Microsoft has announced that it is following Google in de-emphasising Adobe Flash content in favour of HTML5 in its browser, adding a click-to-play block to all Flash content by default.
Adobe's Flash has been having a rough few years of it thanks to monthly-or-sooner security notifications of freshly discovered ways to exploit the rich-media playback software it acquired from Macromedia way back when to take control of users' machines. Accordingly, the launch of the HTML5 standard began a slow but steady move away from Flash which is now picking up pace. Earlier this month, Google began deactivating Flash in Chrome
, starting with a small number of stable users and half the beta users, and Microsoft has now announced its Edge browser is to follow suit.

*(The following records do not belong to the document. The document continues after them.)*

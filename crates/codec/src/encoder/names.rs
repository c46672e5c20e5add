use wabi_nodes::{IndirectNameMap, Name, NameMap, NameSection};

use super::Encode;

enum Subsection {
    Module = 0,
    Function = 1,
    Local = 2,
}

impl Encode for Name {
    fn encode(&self, sink: &mut Vec<u8>) {
        self.0.as_str().encode(sink);
    }
}

impl Encode for NameMap {
    fn encode(&self, sink: &mut Vec<u8>) {
        let mut entries: Vec<_> = self.0.iter().collect();
        entries.sort_by_key(|(idx, _)| *idx);

        entries.len().encode(sink);
        for (idx, name) in entries {
            idx.encode(sink);
            name.encode(sink);
        }
    }
}

impl Encode for IndirectNameMap {
    fn encode(&self, sink: &mut Vec<u8>) {
        let mut entries: Vec<_> = self.0.iter().collect();
        entries.sort_by_key(|(idx, _)| *idx);

        entries.len().encode(sink);
        for (idx, names) in entries {
            idx.encode(sink);
            names.encode(sink);
        }
    }
}

fn subsection(sink: &mut Vec<u8>, id: Subsection, content: &[u8]) {
    sink.push(id as u8);
    content.len().encode(sink);
    sink.extend_from_slice(content);
}

/// Encode the payload of the `name` custom section (without the custom
/// section header). Empty subsections are left out.
pub fn encode_name_section_data(names: &NameSection) -> Vec<u8> {
    let mut out = Vec::new();
    let mut content = Vec::new();

    if let Some(module_name) = &names.module_name {
        module_name.encode(&mut content);
        subsection(&mut out, Subsection::Module, &content);
    }

    if !names.function_names.is_empty() {
        content.clear();
        names.function_names.encode(&mut content);
        subsection(&mut out, Subsection::Function, &content);
    }

    if !names.local_names.is_empty() {
        content.clear();
        names.local_names.encode(&mut content);
        subsection(&mut out, Subsection::Local, &content);
    }

    out
}

#[cfg(test)]
mod test {
    use super::*;

    #[test]
    fn empty_name_section_has_no_subsections() {
        assert!(encode_name_section_data(&NameSection::default()).is_empty());
    }

    #[test]
    fn module_name() {
        let names = NameSection {
            module_name: Some("simple".into()),
            ..Default::default()
        };

        #[rustfmt::skip]
        assert_eq!(encode_name_section_data(&names), vec![
            // subsection id, size
            0, 7,
            // name
            6, b's', b'i', b'm', b'p', b'l', b'e',
        ]);
    }

    #[test]
    fn function_names_are_sorted_by_index() {
        let mut function_names = NameMap::new();
        function_names.append(2, "b").append(0, "a");
        let names = NameSection {
            function_names,
            ..Default::default()
        };

        #[rustfmt::skip]
        assert_eq!(encode_name_section_data(&names), vec![
            1, 7,
            // count
            2,
            0, 1, b'a',
            2, 1, b'b',
        ]);
    }

    #[test]
    fn all_subsections_in_order() {
        let mut function_names = NameMap::new();
        function_names.append(0, "f");

        let mut locals = NameMap::new();
        locals.append(0, "x");
        let mut local_names = IndirectNameMap::new();
        local_names.append(0, locals);

        let names = NameSection {
            module_name: Some("m".into()),
            function_names,
            local_names,
        };

        #[rustfmt::skip]
        assert_eq!(encode_name_section_data(&names), vec![
            0, 2, 1, b'm',
            1, 4, 1, 0, 1, b'f',
            2, 6, 1, 0, 1, 0, 1, b'x',
        ]);
    }
}
use wabi_nodes::{Limits, RefType, TableType};

use crate::{window::DecodeWindow, Decode, ParseError, ReadContext};

impl Decode for TableType {
    fn decode(window: &mut DecodeWindow<'_>) -> Result<Self, ParseError> {
        let candidate = window.take().field("read leading byte")?;
        if candidate != RefType::FuncRef.as_byte() {
            return Err(ParseError::InvalidByte {
                what: "element type",
                actual: candidate,
                expected: &[0x70],
            });
        }

        let limits = window.read::<Limits>().field("read limits")?;
        Ok(TableType(RefType::FuncRef, limits))
    }
}
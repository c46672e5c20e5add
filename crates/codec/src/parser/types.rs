use wabi_nodes::{Type, ValType};

use crate::{window::DecodeWindow, Decode, ParseError, ReadContext};

pub(crate) const FUNC_TYPE_FORM: u8 = 0x60;

impl Decode for ValType {
    fn decode(window: &mut DecodeWindow<'_>) -> Result<Self, ParseError> {
        let candidate = window.take()?;
        ValType::from_byte(candidate).ok_or(ParseError::BadType(candidate))
    }
}

/// Read exactly `count` value types, one byte each.
pub fn decode_val_types(
    window: &mut DecodeWindow<'_>,
    count: usize,
) -> Result<Box<[ValType]>, ParseError> {
    window
        .take_n(count)?
        .iter()
        .map(|&byte| ValType::from_byte(byte).ok_or(ParseError::BadType(byte)))
        .collect()
}

impl Decode for Type {
    fn decode(window: &mut DecodeWindow<'_>) -> Result<Self, ParseError> {
        let tag = window.take().field("read leading byte")?;
        if tag != FUNC_TYPE_FORM {
            return Err(ParseError::InvalidByte {
                what: "function type",
                actual: tag,
                expected: &[FUNC_TYPE_FORM],
            });
        }

        let (param_count, _) = window.read_var_u32().field("read parameter count")?;
        let params = decode_val_types(window, param_count as usize).field("read parameter types")?;

        let (result_count, _) = window.read_var_u32().field("read result count")?;
        let results = decode_val_types(window, result_count as usize).field("read result types")?;

        Ok(Type { params, results })
    }
}
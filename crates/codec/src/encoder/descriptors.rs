use wabi_nodes::{GlobalType, Limits, MemType, Mutability, TableType, ValType};

use super::Encode;

impl Encode for ValType {
    fn encode(&self, sink: &mut Vec<u8>) {
        sink.push(self.as_byte());
    }
}

impl Encode for Limits {
    fn encode(&self, sink: &mut Vec<u8>) {
        match self.max {
            None => {
                sink.push(0x00);
                self.min.encode(sink);
            }
            Some(max) => {
                sink.push(0x01);
                self.min.encode(sink);
                max.encode(sink);
            }
        }
    }
}

impl Encode for TableType {
    fn encode(&self, sink: &mut Vec<u8>) {
        sink.push(self.0.as_byte());
        self.1.encode(sink);
    }
}

impl Encode for MemType {
    fn encode(&self, sink: &mut Vec<u8>) {
        self.0.encode(sink);
    }
}

impl Encode for GlobalType {
    fn encode(&self, sink: &mut Vec<u8>) {
        self.0.encode(sink);
        sink.push(match self.1 {
            Mutability::Const => 0x00,
            Mutability::Variable => 0x01,
        });
    }
}
use std::borrow::Cow;

use wabi_nodes::{Type, ValType};

use crate::parser::types::FUNC_TYPE_FORM;

use super::Encode;

static NULLARY: [u8; 3] = [FUNC_TYPE_FORM, 0, 0];

// Indexed by `slot`.
static ONE_PARAM: [[u8; 4]; 4] = [
    [FUNC_TYPE_FORM, 1, ValType::I32 as u8, 0],
    [FUNC_TYPE_FORM, 1, ValType::I64 as u8, 0],
    [FUNC_TYPE_FORM, 1, ValType::F32 as u8, 0],
    [FUNC_TYPE_FORM, 1, ValType::F64 as u8, 0],
];

static ONE_RESULT: [[u8; 4]; 4] = [
    [FUNC_TYPE_FORM, 0, 1, ValType::I32 as u8],
    [FUNC_TYPE_FORM, 0, 1, ValType::I64 as u8],
    [FUNC_TYPE_FORM, 0, 1, ValType::F32 as u8],
    [FUNC_TYPE_FORM, 0, 1, ValType::F64 as u8],
];

fn slot(ty: ValType) -> usize {
    match ty {
        ValType::I32 => 0,
        ValType::I64 => 1,
        ValType::F32 => 2,
        ValType::F64 => 3,
    }
}

/// Look up a precomputed encoding for the nullary, single-param and
/// single-result signatures.
pub(crate) fn cached_func_type(ty: &Type) -> Option<&'static [u8]> {
    match (&*ty.params, &*ty.results) {
        ([], []) => Some(&NULLARY),
        ([param], []) => Some(&ONE_PARAM[slot(*param)]),
        ([], [result]) => Some(&ONE_RESULT[slot(*result)]),
        _ => None,
    }
}

/// Encode a function type as `[0x60][vec(params)][vec(results)]`.
///
/// Multi-result types are written as-is; rejecting them is up to validation.
pub fn encode_func_type_uncached(ty: &Type) -> Vec<u8> {
    let mut out = Vec::with_capacity(3 + ty.params.len() + ty.results.len());
    out.push(FUNC_TYPE_FORM);
    ty.params[..].encode(&mut out);
    ty.results[..].encode(&mut out);
    out
}

pub fn encode_func_type(ty: &Type) -> Cow<'static, [u8]> {
    match cached_func_type(ty) {
        Some(bytes) => Cow::Borrowed(bytes),
        None => Cow::Owned(encode_func_type_uncached(ty)),
    }
}

impl Encode for Type {
    fn encode(&self, sink: &mut Vec<u8>) {
        sink.extend_from_slice(&encode_func_type(self));
    }
}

'In our next release, we will [...] encourage the transition to HTML5 alternatives by providing additional user control over when Flash content loads,
' explained Crispin Cowan in a blog post
detailing the change. 'The user experience will evolve as we move towards a stable release in the Windows 10 Creator’s Update next year. Sites that support HTML5 will default to a clean HTML5 experience. In these cases, Flash will not even be loaded, improving performance, battery life, and security. For sites that still depend on Flash, users will have the opportunity to decide whether they want Flash to load and run, and this preference can be remembered for subsequent visits.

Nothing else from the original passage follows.